Los Angeles — In mid-April, 10 nurses employed at Providence Saint John’s Hospital in Santa Monica, Calif., were suspended for demanding the necessary personal protective equipment (PPE) to keep them from infection and possible death due to exposure to the deadly COVID-19 virus while working on infected patients.
The hospital administration claimed that the nurses already had the necessary equipment to remain safe and that N95 masks were not needed. However, one nurse at the hospital told the Los Angeles Times that she knew personally that this is not true. Angela Gatdula said she was exposed to COVID-19 while treating patients with the virus. She tested positive for the virus on April 9.
Gatdula said she should have been given the available N95 masks since she was treating COVID-19 patients.
One of the suspended nurses, Jack Cline, who is especially vulnerable to the virus because he is also diabetic, told the L.A. Times that he refused to go into a room with an infected patient without the proper protection. Even doctors in that room, who did have N95 masks on, told him he should not enter without the proper mask. However, he was suspended and, like the other 10 nurses, threatened by the hospital administration, saying they may pursue having his nursing license removed.
However, that’s not where the story ends.

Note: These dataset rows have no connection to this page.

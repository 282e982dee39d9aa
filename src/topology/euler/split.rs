//! Split an edge in two by inserting a vertex on it.
//!
//! For edge `e = (keep, other)` and a new vertex `v`, the result is the
//! original edge `e = (keep, v)` plus an inserted edge `(v, other)`. The
//! inserted edge takes over `e`'s slot in `other`'s disk cycle, so no other
//! vertex's disk order or base edge changes except where `other` pointed at
//! `e`. Every face that ran along `e` gains one loop starting at `v`.

use super::create::check_position;
use crate::mesh_error::{EulerOp, MeshError};
use crate::topology::handle::{EdgeId, FaceId, LoopId, VertexId};
use crate::topology::records::{Edge, Point3, Vertex};
use crate::topology::store::MeshGraph;

impl MeshGraph {
    /// Insert a new vertex at `position` on `edge`.
    ///
    /// Returns the inserted edge; the new vertex is its `a` endpoint and the
    /// original edge keeps the endpoint whose `base_edge` pointed at it.
    /// Assumes at most two faces share `edge`.
    pub fn split_edge_and_create_vertex(
        &mut self,
        edge: EdgeId,
        position: Point3,
    ) -> Result<EdgeId, MeshError> {
        let op = EulerOp::SplitEdge;
        check_position(op, position)?;
        let (a, o) = {
            let e = self.require_edge(op, edge)?;
            (e.a, e.o)
        };
        let (keep, other) = if self.get_vertex(a).base_edge == Some(edge) {
            (a, o)
        } else if self.get_vertex(o).base_edge == Some(edge) {
            (o, a)
        } else {
            (a, o)
        };
        // Read everything that walks the graph before the first write.
        let radial = self.edge_loops(edge)?;
        let (other_prev, other_next) = {
            let e = self.get_edge(edge);
            (e.disk_prev(other), e.disk_next(other))
        };

        let v = self.add_vertex(Vertex::new(position));
        let id = self.next_edge_id();
        let inserted = self.add_edge(Edge::isolated(id, v, other));

        // `inserted` takes over `edge`'s place around `other`.
        if other_next != edge {
            self.edge_mut(inserted)
                .set_disk_links(other, other_prev, other_next);
            self.edge_mut(other_prev).set_disk_next(other, inserted);
            self.edge_mut(other_next).set_disk_prev(other, inserted);
        }
        if self.get_vertex(other).base_edge == Some(edge) {
            self.vertex_mut(other).base_edge = Some(inserted);
        }

        // Re-point the original edge from `other` to `v`; around `v` the two
        // edges are each other's only neighbours.
        {
            let e = self.edge_mut(edge);
            if e.a == other {
                e.a = v;
            } else {
                e.o = v;
            }
            e.set_disk_links(v, inserted, inserted);
        }
        self.edge_mut(inserted).set_disk_links(v, edge, edge);
        self.vertex_mut(v).base_edge = Some(edge);

        for l in radial {
            self.split_loop(l, keep, other, edge, inserted, v);
        }

        log::debug!("split edge {edge} at new vertex {v}; inserted edge {inserted}");
        Ok(inserted)
    }

    /// Give the face owning `l` one extra loop starting at `v`.
    ///
    /// A loop running `keep -> other` stays on `edge` and is followed by a
    /// new loop `v -> other` on `inserted`. A loop running `other -> keep`
    /// moves onto `inserted` and is followed by a new loop `v -> keep` on
    /// `edge`. Either way the face keeps its winding order.
    fn split_loop(
        &mut self,
        l: LoopId,
        keep: VertexId,
        other: VertexId,
        edge: EdgeId,
        inserted: EdgeId,
        v: VertexId,
    ) {
        let (face, start): (Option<FaceId>, VertexId) = {
            let rec = self.get_loop(l);
            (rec.face, rec.start_vertex)
        };
        let Some(face) = face else {
            return;
        };
        if start == keep {
            self.insert_loop_after(face, Some(l), inserted, v);
        } else {
            debug_assert_eq!(start, other);
            self.radial_remove(l);
            self.radial_append(inserted, l);
            self.insert_loop_after(face, Some(l), edge, v);
        }
    }
}
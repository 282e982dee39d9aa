#![allow(dead_code)]
use mesh_euler::prelude::*;

pub fn p(x: f64, y: f64, z: f64) -> Point3 {
    Point3::new(x, y, z)
}

/// Unit square `v0(0,0) v1(0,1) v2(1,1) v3(1,0)` in the z = 0 plane,
/// shifted by `dx` along x.
pub fn unit_square(g: &mut MeshGraph, dx: f64) -> (Vec<VertexId>, FaceId) {
    let v: Vec<_> = [(0.0, 0.0), (0.0, 1.0), (1.0, 1.0), (1.0, 0.0)]
        .iter()
        .map(|&(x, y)| g.create_vertex(p(dx + x, y, 0.0)).unwrap())
        .collect();
    let f = g.create_face(&v).unwrap();
    (v, f)
}

/// An `n x n` grid of quads spanning `origin + s*u + t*v` for `s, t` in `[0, 1]`.
///
/// Quads wind `(i,j) (i+1,j) (i+1,j+1) (i,j+1)`, so their normal is `u x v`.
/// Vertices are numbered row by row: `index(i, j) = j * (n + 1) + i`.
pub fn plane(origin: [f64; 3], u: [f64; 3], v: [f64; 3], n: usize) -> MeshGraph {
    let mut g = MeshGraph::new();
    let step = 1.0 / n as f64;
    let mut ids = Vec::with_capacity((n + 1) * (n + 1));
    for j in 0..=n {
        for i in 0..=n {
            let (s, t) = (i as f64 * step, j as f64 * step);
            let at = |k: usize| origin[k] + s * u[k] + t * v[k];
            ids.push(g.create_vertex(p(at(0), at(1), at(2))).unwrap());
        }
    }
    let idx = |i: usize, j: usize| ids[j * (n + 1) + i];
    for j in 0..n {
        for i in 0..n {
            g.create_face(&[idx(i, j), idx(i + 1, j), idx(i + 1, j + 1), idx(i, j + 1)])
                .unwrap();
        }
    }
    g
}

/// The six outward-facing sides of the unit cube, each an `n x n` plane.
pub fn cube_sides(n: usize) -> Vec<MeshGraph> {
    const X: [f64; 3] = [1.0, 0.0, 0.0];
    const Y: [f64; 3] = [0.0, 1.0, 0.0];
    const Z: [f64; 3] = [0.0, 0.0, 1.0];
    vec![
        plane([0.0, 0.0, 0.0], Y, X, n), // z = 0
        plane([0.0, 0.0, 1.0], X, Y, n), // z = 1
        plane([0.0, 0.0, 0.0], X, Z, n), // y = 0
        plane([0.0, 1.0, 0.0], Z, X, n), // y = 1
        plane([0.0, 0.0, 0.0], Z, Y, n), // x = 0
        plane([1.0, 0.0, 0.0], Y, Z, n), // x = 1
    ]
}

/// A closed unit cube welded from [`cube_sides`].
pub fn cube(n: usize) -> MeshGraph {
    let sides = cube_sides(n);
    combine(&sides).unwrap()
}

/// Incident edges of `v` counted straight from the edge arena.
pub fn incident_edges(g: &MeshGraph, v: VertexId) -> usize {
    g.live_edges()
        .filter(|&e| g.get_edge(e).contains(v))
        .count()
}

/// Assert `got` equals `want` up to rotation.
pub fn assert_rotation<T: PartialEq + Copy + std::fmt::Debug>(got: &[T], want: &[T]) {
    assert_eq!(got.len(), want.len(), "length differs\n got={got:?}\nwant={want:?}");
    let matches = (0..want.len().max(1)).any(|r| {
        want.iter()
            .cycle()
            .skip(r)
            .take(want.len())
            .zip(got)
            .all(|(a, b)| a == b)
    });
    assert!(matches, "not a rotation\n got={got:?}\nwant={want:?}");
}

/// Validate with every check enabled, panicking with the issue.
pub fn assert_valid(g: &MeshGraph) {
    if let Err(issue) = mesh_euler::topology::validation::validate_graph(g, &ValidationOptions::all()) {
        panic!("graph failed validation: {issue}");
    }
}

The hospital administration underestimated the militancy of the nurses and their belonging to the largest nurses’ union in the U.S., with more than 150,000 members nationwide. The National Nurses United is the largest union and professional association of registered nurses in U.S. history, the labor organization says on its web site.
Add to that the solidarity of the progressive movement and activists who came out consistently for the nurses. A well-attended and loud-honking car caravan protest on April 21 was organized by the union, which invited the community of folks in solidarity with the nurses to come out and demand the nurses be reinstated and given the necessary protections to do their jobs and remain safe.
For over an hour, honking horns were heard from cars adorned with signs in support of the nurses and circling the perimeter of the hospital.
The nurses’ demands included greater hospital transparency regarding PPE, the lifting of ordered leave for nurses without masks who refuse to treat patients, and the availability of hotel rooms where they can quarantine.
On that very same day, the hospital reinstated the nurse and will now supply nurses with N95 masks for those working with infected patients.
In spite of the challenges to continuing activism that exist during this COVID-19 crisis, with unity, creativity and especially solidarity, we can still make gains!